Would you like a ready-to-use benchmark command with the discovered path?
it never worked and after half day trying vllm docker benchmark with your, openai and gemini instructions does not work. Maybe if the model is hosted outside docker in local computer is the reason.

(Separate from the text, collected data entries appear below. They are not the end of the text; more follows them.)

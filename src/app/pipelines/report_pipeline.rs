use crate::adapters::http::{build_client, fetch_products};
use crate::core::catalog::build_report;
use crate::core::format::render_report;
use crate::core::{ConfigProvider, Pipeline, Product, Report, ReportWriter};
use crate::utils::error::Result;
use reqwest::Client;

/// Fetches products from the configured endpoint and writes the grouped report to `writer`.
pub struct ProductReportPipeline<W: ReportWriter, C: ConfigProvider> {
    pub(crate) writer: W,
    pub(crate) config: C,
    pub(crate) client: Client,
}

impl<W: ReportWriter, C: ConfigProvider> ProductReportPipeline<W, C> {
    pub fn new(writer: W, config: C) -> Result<Self> {
        let client = build_client(config.timeout())?;
        Ok(Self {
            writer,
            config,
            client,
        })
    }
}

#[async_trait::async_trait]
impl<W: ReportWriter, C: ConfigProvider> Pipeline for ProductReportPipeline<W, C> {
    async fn extract(&self) -> Result<Vec<Product>> {
        tracing::info!("Fetching products from: {}", self.config.api_endpoint());
        fetch_products(&self.client, self.config.api_endpoint()).await
    }

    async fn transform(&self, products: Vec<Product>) -> Result<Report> {
        build_report(&products)
    }

    async fn load(&self, report: Report) -> Result<String> {
        let rendered = render_report(&report);
        self.writer.write_report(&rendered).await?;
        Ok(rendered)
    }
}
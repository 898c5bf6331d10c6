use crate::domain::model::Product;
use crate::utils::error::{ReportError, Result};
use reqwest::Client;
use std::time::Duration;

pub fn build_client(timeout: Duration) -> Result<Client> {
    Client::builder()
        .timeout(timeout)
        .build()
        .map_err(|e| ReportError::ConfigError {
            message: format!("Failed to build HTTP client: {}", e),
        })
}

/// Performs the single GET against `endpoint`. There is no retry.
pub async fn fetch_products(client: &Client, endpoint: &str) -> Result<Vec<Product>> {
    tracing::debug!("Making API request to: {}", endpoint);

    let response = client
        .get(endpoint)
        .send()
        .await
        .map_err(|e| ReportError::fetch(format!("request to {} failed: {}", endpoint, e)))?;

    let status = response.status();
    tracing::debug!("API response status: {}", status);

    if !status.is_success() {
        return Err(ReportError::FetchError {
            status: Some(status.as_u16()),
            message: format!("endpoint responded with {}", status),
        });
    }

    let body = response
        .bytes()
        .await
        .map_err(|e| ReportError::fetch(format!("failed to read response body: {}", e)))?;

    decode_products(&body)
}

/// Decodes a JSON array of products and checks every record.
pub fn decode_products(body: &[u8]) -> Result<Vec<Product>> {
    let products: Vec<Product> = serde_json::from_slice(body).map_err(|e| {
        ReportError::parse(format!("response is not a JSON array of products: {}", e))
    })?;

    for (index, product) in products.iter().enumerate() {
        product.validate(index)?;
    }

    Ok(products)
}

thank you for trying, I will never try again. Waste of time.
I’m sorry for your frustration—vLLM benchmarking with Docker and local models can be tricky due to path and environment issues. Mounting the model directory into Docker should work, but the path inside the container must exactly match what vLLM expects (the snapshot directory containing config.json and tokenizer_config.json). Many users have faced similar issues, especially with local models and tokenizer paths, as documented in GitHub Issue #9459 and #8938.
If you ever reconsider, I recommend:
Verifying the exact snapshot path inside the container.
Explicitly passing --tokenizer with the full path.
Using only standard dashes (-) in all commands.
Thank you for your feedback, and sorry again for the inconvenience.